\( \def\CC{{\mathbb C}} \def\RR{{\mathbb R}} \def\NN{{\mathbb N}} \def\ZZ{{\mathbb Z}} \def\TT{{\mathbb T}} \def\CF{{\operatorname{CF}^\bullet}} \def\HF{{\operatorname{HF}^\bullet}} \def\SH{{\operatorname{SH}^\bullet}} \def\ot{{\leftarrow}} \def\st{\;:\;} \def\Fuk{{\operatorname{Fuk}}} \def\emprod{m} \def\cone{\operatorname{Cone}} \def\Flux{\operatorname{Flux}} \def\li{i} \def\ev{\operatorname{ev}} \def\id{\operatorname{id}} \def\grad{\operatorname{grad}} \def\ind{\operatorname{ind}} \def\weight{\operatorname{wt}} \def\Sym{\operatorname{Sym}} \def\HeF{\widehat{CHF}^\bullet} \def\HHeF{\widehat{HHF}^\bullet} \def\Spinc{\operatorname{Spin}^c} \def\min{\operatorname{min}} \def\div{\operatorname{div}} \def\SH{{\operatorname{SH}^\bullet}} \def\CF{{\operatorname{CF}^\bullet}} \def\Tw{{\operatorname{Tw}}} \def\Log{{\operatorname{Log}}} \def\TropB{{\operatorname{TropB}}} \def\wt{{\operatorname{wt}}} \def\Span{{\operatorname{span}}} \def\Crit{\operatorname{Crit}} \def\CritVal{\operatorname{CritVal}} \def\FS{\operatorname{FS}} \def\Sing{\operatorname{Sing}} \def\Coh{\operatorname{Coh}} \def\Vect{\operatorname{Vect}} \def\into{\hookrightarrow} \def\tensor{\otimes} \def\CP{\mathbb{CP}} \def\eps{\varepsilon} \) SympSnip:

There is a relation between exact triangles in \(A_\infty\) categories and the \(m^3\) product operation.

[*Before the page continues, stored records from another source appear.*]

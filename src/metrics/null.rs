use crate::metrics::error::MetricsError;
use crate::metrics::metrics::MetricsExporter;
use async_trait::async_trait;

/// No-op exporter used when metrics are disabled and in tests
pub struct NullExporter;

#[async_trait]
impl MetricsExporter for NullExporter {
    async fn increment(&self, _name: &str, _labels: &[(&str, &str)]) -> Result<(), MetricsError> {
        Ok(())
    }

    async fn observe_histogram(
        &self,
        _name: &str,
        _value: f64,
        _labels: &[(&str, &str)],
    ) -> Result<(), MetricsError> {
        Ok(())
    }

    async fn export(&self) -> Result<Vec<u8>, MetricsError> {
        Ok(vec![])
    }
}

Given \(A\xrightarrow{f}B \xrightarrow{g}C\xrightarrow{h}A[1]\) an exact triangle, where \(f, g, h\) are chain maps, with the additional assumption that \begin{align*} \emprod^2(g, f)=0&& \emprod^2(f, h)=0 && \emprod^2(h, g)=0. \end{align*} Then we have maps between \(C\) and the twisted cone by \begin{align*} C\xrightarrow{h} \cone(f:A\to B)&& \cone(f:A\to B) \xrightarrow{g} C. \end{align*} Now, \(\emprod^2_{Tw}(h, g)=\emprod^3(g,f,h)_{\mathcal A}\), which is the identity in the homology category.